_Instructions for the task:_ Give back all of the data exactly. Leave nothing out.

Segment Start: Data

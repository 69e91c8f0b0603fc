/*!
 * Tests for style usage ranking and filtering
 */

use anyhow::Result;
use jimaku_sync::decision::ScriptedDecisions;
use jimaku_sync::errors::ConfigError;
use jimaku_sync::style_filter::{
    analyze_styles, apply_style_filter, choose_styles_to_keep, is_ignored_style,
};
use jimaku_sync::subtitle_document::{SubtitleDocument, SubtitleLine};

fn document_from_styled(lines: &[(&str, &str)]) -> SubtitleDocument {
    let lines = lines
        .iter()
        .enumerate()
        .map(|(i, (style, text))| {
            SubtitleLine::new((i as u64) * 2_000, (i as u64) * 2_000 + 1_500, style, text)
        })
        .collect();
    SubtitleDocument::from_lines(lines)
}

/// Test the ignore-family substring matching
#[test]
fn test_isIgnoredStyle_withFamilySubstrings_shouldMatchAsSubstring() {
    assert!(is_ignored_style("Signs - Main"));
    assert!(is_ignored_style("OP Romaji"));
    assert!(is_ignored_style("Karaoke-Effect"));
    assert!(!is_ignored_style("Default"));
    assert!(!is_ignored_style("Main Dialogue"));
}

/// Test counting, example capping and frequency ranking
#[test]
fn test_analyzeStyles_withMixedStyles_shouldRankByFrequency() {
    let documents = vec![
        document_from_styled(&[
            ("Alt", "alt one"),
            ("Default", "one"),
            ("Default", "two"),
            ("Signs - Main", "STOP SIGN"),
        ]),
        document_from_styled(&[("Default", "three"), ("Alt", "alt two")]),
    ];

    let usages = analyze_styles(&documents);

    assert_eq!(usages.len(), 2);
    assert_eq!(usages[0].name, "Default");
    assert_eq!(usages[0].count, 3);
    assert_eq!(usages[1].name, "Alt");
    assert_eq!(usages[1].count, 2);
    // The ignore-family style never reaches the ranking at all
    assert!(usages.iter().all(|usage| usage.name != "Signs - Main"));
}

/// Test that stored examples are capped at five per style
#[test]
fn test_analyzeStyles_withManyLines_shouldCapExamplesAtFive() {
    let lines: Vec<(&str, String)> = (0..8).map(|i| ("Default", format!("line {}", i))).collect();
    let borrowed: Vec<(&str, &str)> = lines
        .iter()
        .map(|(style, text)| (*style, text.as_str()))
        .collect();
    let documents = vec![document_from_styled(&borrowed)];

    let usages = analyze_styles(&documents);

    assert_eq!(usages[0].count, 8);
    assert_eq!(usages[0].examples.len(), 5);
    assert_eq!(usages[0].examples[0], "line 0");
}

/// Test that ties keep first-seen order
#[test]
fn test_analyzeStyles_withTiedCounts_shouldKeepFirstSeenOrder() {
    let documents = vec![document_from_styled(&[
        ("Flashback", "a"),
        ("Default", "b"),
        ("Flashback", "c"),
        ("Default", "d"),
    ])];

    let usages = analyze_styles(&documents);

    assert_eq!(usages[0].name, "Flashback");
    assert_eq!(usages[1].name, "Default");
}

/// Test that an empty answer keeps every ranked style
#[test]
fn test_chooseStylesToKeep_withEmptyAnswer_shouldKeepAllRanked() -> Result<()> {
    let documents = vec![document_from_styled(&[
        ("Default", "one"),
        ("Default", "two"),
        ("Alt", "alt"),
        ("Signs - Main", "SIGN"),
    ])];
    let usages = analyze_styles(&documents);
    let mut decisions = ScriptedDecisions::new().with_choices(vec![]);

    let keep = choose_styles_to_keep(&usages, &mut decisions)?;

    assert_eq!(keep, vec!["Default".to_string(), "Alt".to_string()]);
    // The listing the operator saw follows the ranked presentation format
    assert_eq!(decisions.presented_rankings.len(), 1);
    assert!(decisions.presented_rankings[0][0].starts_with("[0] 2 times; Default"));
    assert!(decisions.presented_rankings[0][1].starts_with("[1] 1 times; Alt"));
    Ok(())
}

/// Test that an explicit answer selects exactly those ranked styles
#[test]
fn test_chooseStylesToKeep_withExplicitIndices_shouldSelectThose() -> Result<()> {
    let documents = vec![document_from_styled(&[
        ("Default", "one"),
        ("Default", "two"),
        ("Alt", "alt"),
    ])];
    let usages = analyze_styles(&documents);
    let mut decisions = ScriptedDecisions::new().with_choices(vec![1]);

    let keep = choose_styles_to_keep(&usages, &mut decisions)?;

    assert_eq!(keep, vec!["Alt".to_string()]);
    Ok(())
}

/// Test that an index past the ranking is a configuration error
#[test]
fn test_chooseStylesToKeep_withOutOfRangeIndex_shouldReportValidRange() {
    let documents = vec![document_from_styled(&[("Default", "one")])];
    let usages = analyze_styles(&documents);
    let mut decisions = ScriptedDecisions::new().with_choices(vec![4]);

    let error = choose_styles_to_keep(&usages, &mut decisions).unwrap_err();

    match error.downcast_ref::<ConfigError>() {
        Some(ConfigError::SelectionOutOfRange { index, count }) => {
            assert_eq!(*index, 4);
            assert_eq!(*count, 1);
        }
        other => panic!("Expected SelectionOutOfRange, got {:?}", other),
    }
}

/// Test that filtering keeps only the chosen styles, in playback order
#[test]
fn test_applyStyleFilter_withKeepSet_shouldDropEverythingElse() {
    let mut document = document_from_styled(&[
        ("Default", "one"),
        ("Alt", "alt"),
        ("Default", "two"),
    ]);

    apply_style_filter(&mut document, &["Default".to_string()]);

    assert_eq!(document.lines.len(), 2);
    assert_eq!(document.lines[0].text, "one");
    assert_eq!(document.lines[1].text, "two");
}

/// Test the permanent exclusion: an ignore-family line is dropped even when
/// the operator answered with an explicit keep-set covering every ranking
#[test]
fn test_applyStyleFilter_withIgnoredFamilyStyle_shouldAlwaysDropIt() -> Result<()> {
    let mut document = document_from_styled(&[
        ("Default", "dialogue"),
        ("Signs - Main", "SIGN TEXT"),
    ]);
    let usages = analyze_styles(std::slice::from_ref(&document));
    let mut decisions = ScriptedDecisions::new().with_choices(vec![0]);
    let keep = choose_styles_to_keep(&usages, &mut decisions)?;

    apply_style_filter(&mut document, &keep);

    assert_eq!(document.lines.len(), 1);
    assert_eq!(document.lines[0].text, "dialogue");
    Ok(())
}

Segment End: Data

_Exercise solution:_
repository 69e91c8f0b0603fc
/*!
 * Tests for style usage ranking and filtering
 */

use anyhow::Result;
use jimaku_sync::decision::ScriptedDecisions;
use jimaku_sync::errors::ConfigError;
use jimaku_sync::style_filter::{
    analyze_styles, apply_style_filter, choose_styles_to_keep, is_ignored_style,
};
use jimaku_sync::subtitle_document::{SubtitleDocument, SubtitleLine};

fn document_from_styled(lines: &[(&str, &str)]) -> SubtitleDocument {
    let lines = lines
        .iter()
        .enumerate()
        .map(|(i, (style, text))| {
            SubtitleLine::new((i as u64) * 2_000, (i as u64) * 2_000 + 1_500, style, text)
        })
        .collect();
    SubtitleDocument::from_lines(lines)
}

/// Test the ignore-family substring matching
#[test]
fn test_isIgnoredStyle_withFamilySubstrings_shouldMatchAsSubstring() {
    assert!(is_ignored_style("Signs - Main"));
    assert!(is_ignored_style("OP Romaji"));
    assert!(is_ignored_style("Karaoke-Effect"));
    assert!(!is_ignored_style("Default"));
    assert!(!is_ignored_style("Main Dialogue"));
}

/// Test counting, example capping and frequency ranking
#[test]
fn test_analyzeStyles_withMixedStyles_shouldRankByFrequency() {
    let documents = vec![
        document_from_styled(&[
            ("Alt", "alt one"),
            ("Default", "one"),
            ("Default", "two"),
            ("Signs - Main", "STOP SIGN"),
        ]),
        document_from_styled(&[("Default", "three"), ("Alt", "alt two")]),
    ];

    let usages = analyze_styles(&documents);

    assert_eq!(usages.len(), 2);
    assert_eq!(usages[0].name, "Default");
    assert_eq!(usages[0].count, 3);
    assert_eq!(usages[1].name, "Alt");
    assert_eq!(usages[1].count, 2);
    // The ignore-family style never reaches the ranking at all
    assert!(usages.iter().all(|usage| usage.name != "Signs - Main"));
}

/// Test that stored examples are capped at five per style
#[test]
fn test_analyzeStyles_withManyLines_shouldCapExamplesAtFive() {
    let lines: Vec<(&str, String)> = (0..8).map(|i| ("Default", format!("line {}", i))).collect();
    let borrowed: Vec<(&str, &str)> = lines
        .iter()
        .map(|(style, text)| (*style, text.as_str()))
        .collect();
    let documents = vec![document_from_styled(&borrowed)];

    let usages = analyze_styles(&documents);

    assert_eq!(usages[0].count, 8);
    assert_eq!(usages[0].examples.len(), 5);
    assert_eq!(usages[0].examples[0], "line 0");
}

/// Test that ties keep first-seen order
#[test]
fn test_analyzeStyles_withTiedCounts_shouldKeepFirstSeenOrder() {
    let documents = vec![document_from_styled(&[
        ("Flashback", "a"),
        ("Default", "b"),
        ("Flashback", "c"),
        ("Default", "d"),
    ])];

    let usages = analyze_styles(&documents);

    assert_eq!(usages[0].name, "Flashback");
    assert_eq!(usages[1].name, "Default");
}

/// Test that an empty answer keeps every ranked style
#[test]
fn test_chooseStylesToKeep_withEmptyAnswer_shouldKeepAllRanked() -> Result<()> {
    let documents = vec![document_from_styled(&[
        ("Default", "one"),
        ("Default", "two"),
        ("Alt", "alt"),
        ("Signs - Main", "SIGN"),
    ])];
    let usages = analyze_styles(&documents);
    let mut decisions = ScriptedDecisions::new().with_choices(vec![]);

    let keep = choose_styles_to_keep(&usages, &mut decisions)?;

    assert_eq!(keep, vec!["Default".to_string(), "Alt".to_string()]);
    // The listing the operator saw follows the ranked presentation format
    assert_eq!(decisions.presented_rankings.len(), 1);
    assert!(decisions.presented_rankings[0][0].starts_with("[0] 2 times; Default"));
    assert!(decisions.presented_rankings[0][1].starts_with("[1] 1 times; Alt"));
    Ok(())
}

/// Test that an explicit answer selects exactly those ranked styles
#[test]
fn test_chooseStylesToKeep_withExplicitIndices_shouldSelectThose() -> Result<()> {
    let documents = vec![document_from_styled(&[
        ("Default", "one"),
        ("Default", "two"),
        ("Alt", "alt"),
    ])];
    let usages = analyze_styles(&documents);
    let mut decisions = ScriptedDecisions::new().with_choices(vec![1]);

    let keep = choose_styles_to_keep(&usages, &mut decisions)?;

    assert_eq!(keep, vec!["Alt".to_string()]);
    Ok(())
}

/// Test that an index past the ranking is a configuration error
#[test]
fn test_chooseStylesToKeep_withOutOfRangeIndex_shouldReportValidRange() {
    let documents = vec![document_from_styled(&[("Default", "one")])];
    let usages = analyze_styles(&documents);
    let mut decisions = ScriptedDecisions::new().with_choices(vec![4]);

    let error = choose_styles_to_keep(&usages, &mut decisions).unwrap_err();

    match error.downcast_ref::<ConfigError>() {
        Some(ConfigError::SelectionOutOfRange { index, count }) => {
            assert_eq!(*index, 4);
            assert_eq!(*count, 1);
        }
        other => panic!("Expected SelectionOutOfRange, got {:?}", other),
    }
}

/// Test that filtering keeps only the chosen styles, in playback order
#[test]
fn test_applyStyleFilter_withKeepSet_shouldDropEverythingElse() {
    let mut document = document_from_styled(&[
        ("Default", "one"),
        ("Alt", "alt"),
        ("Default", "two"),
    ]);

    apply_style_filter(&mut document, &["Default".to_string()]);

    assert_eq!(document.lines.len(), 2);
    assert_eq!(document.lines[0].text, "one");
    assert_eq!(document.lines[1].text, "two");
}

/// Test the permanent exclusion: an ignore-family line is dropped even when
/// the operator answered with an explicit keep-set covering every ranking
#[test]
fn test_applyStyleFilter_withIgnoredFamilyStyle_shouldAlwaysDropIt() -> Result<()> {
    let mut document = document_from_styled(&[
        ("Default", "dialogue"),
        ("Signs - Main", "SIGN TEXT"),
    ]);
    let usages = analyze_styles(std::slice::from_ref(&document));
    let mut decisions = ScriptedDecisions::new().with_choices(vec![0]);
    let keep = choose_styles_to_keep(&usages, &mut decisions)?;

    apply_style_filter(&mut document, &keep);

    assert_eq!(document.lines.len(), 1);
    assert_eq!(document.lines[0].text, "dialogue");
    Ok(())
}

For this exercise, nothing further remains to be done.